It's taken 30 years, but Machine Head finally have themselves a concept record.
Based in no small part off of creative force and founding frontman Robb Flynn's admitted obsession with anime, Of Kingdom And Crown is a dark and twisted tale that combines an epic blood soaked story with Machine Head's signature groove and shredding, buoyed by new members Vogg (of Decapitated fame) and Matt Alston joining Flynn and core member and bassist Jared MacEachern.
Flynn caught up with Metal Injection ahead of the record drop on August 26 for a deep dive into the concept and inspiration behind the album, how live stream sessions and acoustic covers rekindled his creativity, the 15th anniversary of The Blackening, and three decades since Machine Head's wild and rowdy debut performance.
Listening through this album a few times, I feel like I've been waiting for Machine Head to do a concept record all my life and I'm so pleased with it. How are you feeling about the record?
I love that you said that. That's awesome, thank you. Yeah man, I feel the same way. I'm really, really proud of this record. I think that the craziness of the last two years, in a lot of ways, I think it allowed us to kind of tune out so much of the outside world. There was something good about lockdown that kind of just allowed us to focus on being Machine Head and just make it about the music. For me personally, I wanted to do a concept record for a couple of albums now and I actually attempted it and scrapped the idea because sometimes there's a record label deadline and I just didn't feel like the story was strong enough and so I was just kind of like fuck it. I'm just going to make individual songs or whatever.
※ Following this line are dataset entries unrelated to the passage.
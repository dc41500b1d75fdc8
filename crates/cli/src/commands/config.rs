use std::env;
use std::fs;
use std::path::{Path, PathBuf};

use advocado_core::config::{resolve_config_path, AppConfig};
use secrecy::{ExposeSecret, SecretString};
use toml::Value;

use crate::commands::GlobalOptions;

struct Field {
    key: &'static str,
    value: String,
    env_keys: &'static [&'static str],
}

impl Field {
    fn new(key: &'static str, value: impl Into<String>, env_keys: &'static [&'static str]) -> Self {
        Self { key, value: value.into(), env_keys }
    }
}

pub fn run(global: &GlobalOptions) -> String {
    let config = match global.load_config() {
        Ok(config) => config,
        Err(error) => return format!("config validation failed: {error}"),
    };

    let config_file_path = resolve_config_path(global.config_path.as_deref());
    let config_file_doc = load_config_file_doc(config_file_path.as_deref());

    let mut lines = vec!["effective config (source precedence: env > file > default):".to_string()];
    for field in fields(&config) {
        let source = field_source(
            field.key,
            field.env_keys,
            config_file_doc.as_ref(),
            config_file_path.as_deref(),
        );
        lines.push(render_line(field.key, &field.value, source));
    }
    lines.join("\n")
}

fn fields(config: &AppConfig) -> Vec<Field> {
    let optional = |value: &Option<String>| value.clone().unwrap_or_else(|| "<unset>".to_string());
    let optional_path =
        |value: &Option<PathBuf>| value.as_ref().map_or("<unset>".to_string(), |path| path.display().to_string());

    vec![
        Field::new(
            "langbase.api_key",
            redact_secret(&config.langbase.api_key),
            &["ADVOCADO_LANGBASE_API_KEY", "LANGBASE_API_KEY"],
        ),
        Field::new("langbase.base_url", &config.langbase.base_url, &["ADVOCADO_LANGBASE_BASE_URL"]),
        Field::new("langbase.memory_name", &config.langbase.memory_name, &["ADVOCADO_LANGBASE_MEMORY_NAME"]),
        Field::new("langbase.pipe_name", &config.langbase.pipe_name, &["ADVOCADO_LANGBASE_PIPE_NAME"]),
        Field::new("llm.model", &config.llm.model, &["ADVOCADO_LLM_MODEL"]),
        Field::new("llm.timeout_secs", config.llm.timeout_secs.to_string(), &["ADVOCADO_LLM_TIMEOUT_SECS"]),
        Field::new("persona.full_name", &config.persona.full_name, &["ADVOCADO_PERSONA_FULL_NAME"]),
        Field::new("persona.short_name", &config.persona.short_name, &["ADVOCADO_PERSONA_SHORT_NAME"]),
        Field::new("persona.site_url", &config.persona.site_url, &["ADVOCADO_PERSONA_SITE_URL"]),
        Field::new(
            "memory.manifest_path",
            optional_path(&config.memory.manifest_path),
            &["ADVOCADO_MEMORY_MANIFEST_PATH"],
        ),
        Field::new(
            "memory.docs_root",
            config.memory.docs_root.display().to_string(),
            &["ADVOCADO_MEMORY_DOCS_ROOT"],
        ),
        Field::new(
            "memory.retrieval_top_k",
            config.memory.retrieval_top_k.to_string(),
            &["ADVOCADO_MEMORY_RETRIEVAL_TOP_K"],
        ),
        Field::new("email.endpoint", optional(&config.email.endpoint), &["ADVOCADO_EMAIL_ENDPOINT"]),
        Field::new(
            "email.api_key",
            config.email.api_key.as_ref().map_or("<unset>".to_string(), redact_secret),
            &["ADVOCADO_EMAIL_API_KEY"],
        ),
        Field::new("email.recipient", optional(&config.email.recipient), &["ADVOCADO_EMAIL_RECIPIENT"]),
        Field::new("server.bind_address", &config.server.bind_address, &["ADVOCADO_SERVER_BIND_ADDRESS"]),
        Field::new("server.port", config.server.port.to_string(), &["ADVOCADO_SERVER_PORT"]),
        Field::new(
            "server.session_idle_secs",
            config.server.session_idle_secs.to_string(),
            &["ADVOCADO_SERVER_SESSION_IDLE_SECS"],
        ),
        Field::new(
            "logging.level",
            &config.logging.level,
            &["ADVOCADO_LOGGING_LEVEL", "ADVOCADO_LOG_LEVEL"],
        ),
        Field::new(
            "logging.format",
            format!("{:?}", config.logging.format),
            &["ADVOCADO_LOGGING_FORMAT", "ADVOCADO_LOG_FORMAT"],
        ),
    ]
}

fn load_config_file_doc(path: Option<&Path>) -> Option<Value> {
    let path = path?;
    let raw = fs::read_to_string(path).ok()?;
    raw.parse::<Value>().ok()
}

fn field_source(
    key_path: &str,
    env_keys: &[&str],
    config_file_doc: Option<&Value>,
    config_file_path: Option<&Path>,
) -> String {
    if let Some(env_key) = env_keys.iter().find(|key| env::var_os(key).is_some()) {
        return format!("env ({env_key})");
    }

    if let Some(doc) = config_file_doc {
        if contains_path(doc, key_path) {
            let file_path = config_file_path
                .map(|path| path.display().to_string())
                .unwrap_or_else(|| "config file".to_string());
            return format!("file ({file_path})");
        }
    }

    "default".to_string()
}

fn contains_path(root: &Value, key_path: &str) -> bool {
    let mut current = root;
    for key in key_path.split('.') {
        let Some(next) = current.get(key) else {
            return false;
        };
        current = next;
    }
    true
}

fn render_line(key: &str, value: &str, source: String) -> String {
    format!("- {key} = {value} (source: {source})")
}

/// Keeps a short key prefix such as `lb-` and hides the rest.
fn redact_secret(secret: &SecretString) -> String {
    let trimmed = secret.expose_secret().trim();
    if trimmed.is_empty() {
        return "<empty>".to_string();
    }

    match trimmed.split_once('-') {
        Some((prefix, _)) if prefix.len() <= 8 => format!("{prefix}-***"),
        _ => "<redacted>".to_string(),
    }
}
/// Wires policy, citation catalog and the contact tool around the given capabilities.
pub fn assemble_agent(
    config: &AppConfig,
    sources: &[SourceDescription],
    memory: Arc<dyn MemoryStore>,
    language_model: Arc<dyn LanguageModel>,
    email_sender: Arc<dyn EmailSender>,
    audit: Arc<dyn AuditSink>,
) -> Result<AgentAssembly, SchemaError> {
    let registry = contact_tool_registry(&config.persona.short_name, email_sender)?;
    let configuration = Arc::new(compose_configuration(config, sources, &registry)?);
    let behavior = behavior_policy(config);
    let catalog = PolicyAssembler.catalog(&behavior, sources);
    let runtime = AgentRuntime::new(
        Capabilities { memory, language_model, tools: Arc::new(registry), audit },
        &behavior,
        &RetrievalPolicy::default(),
        catalog,
        RuntimeLimits::from_config(config),
    );
    Ok(AgentAssembly { runtime, configuration })
}

/// Forwards audit events to the tracing subscriber.
#[derive(Clone, Copy, Debug, Default)]
pub struct TracingAuditSink;

impl AuditSink for TracingAuditSink {
    fn emit(&self, event: AuditEvent) {
        info!(
            event_name = "audit.event",
            audit_event = %event.event_type,
            category = ?event.category,
            outcome = ?event.outcome,
            session_id = event.session_id.as_deref().unwrap_or("-"),
            correlation_id = %event.correlation_id,
            metadata = ?event.metadata,
            "audit"
        );
    }
}

#[cfg(test)]
mod tests {
    use std::sync::Arc;

    use advocado_core::config::AppConfig;
    use advocado_memory::manifest::Manifest;

    use super::{ConversationSession, RuntimeLimits};
    use crate::llm::Role;
    use crate::publisher::compose_configuration;
    use crate::tools::{contact_tool_registry, DisabledEmailSender};

    #[test]
    fn limits_follow_configuration() {
        let mut config = AppConfig::default();
        config.memory.retrieval_top_k = 3;
        config.llm.timeout_secs = 7;

        let limits = RuntimeLimits::from_config(&config);
        assert_eq!(limits.top_k, 3);
        assert_eq!(limits.completion_timeout.as_secs(), 7);
    }

    #[test]
    fn history_keeps_the_most_recent_messages() {
        let config = AppConfig::default();
        let registry = contact_tool_registry("Steve", Arc::new(DisabledEmailSender)).expect("registry");
        let sources = Manifest::portfolio("docs", "private").sources();
        let configuration = compose_configuration(&config, &sources, &registry).expect("valid");
        let mut session = ConversationSession {
            id: "s-1".to_string(),
            configuration: Arc::new(configuration),
            state: Default::default(),
            context: Default::default(),
            history: Vec::new(),
            started_at: chrono::Utc::now(),
            in_flight: None,
        };
        for turn in 0..15 {
            session.record(&format!("question {turn}"), "answer");
        }

        assert_eq!(session.history().len(), 20);
        assert_eq!(session.history()[0].role, Role::User);
        assert_eq!(session.history()[0].content, "question 5");
    }
}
With this album, we didn't have that really looming over us because it was a lockdown and pandemic and no one knew when shit was going on. And so it just kind of gave me more time to fine tune the story. And the story did get fine tuned. When I originally started this concept it was a very American story arc. It was good guy, bad guy, good guy wins. It was good. Like there was nothing wrong with it. There was nothing bad about it. I just couldn't connect to it. I just didn't relate. I didn't feel anything when I sang that. It was good lyrics, I just couldn't get anything out of it.
I started watching some anime series with my kid. Over the pandemic, my kids start going crazy on anime. Like they've never given two shits about anime and all of a sudden during the pandemic they're like fucking anime obsessed, like reading the manga and fucking the whole thing. They didn't realize this, but when I was their age I was a fucking total anime nerd. I started off as a Star Wars nerd and then I became an anime nerd and then I became a metal nerd. But when I was into anime I was really into it. I was collecting all the action figures, I was going to the conventions, I was obsessed with Macross and Robotech and Space Battleship Yamato and Akira.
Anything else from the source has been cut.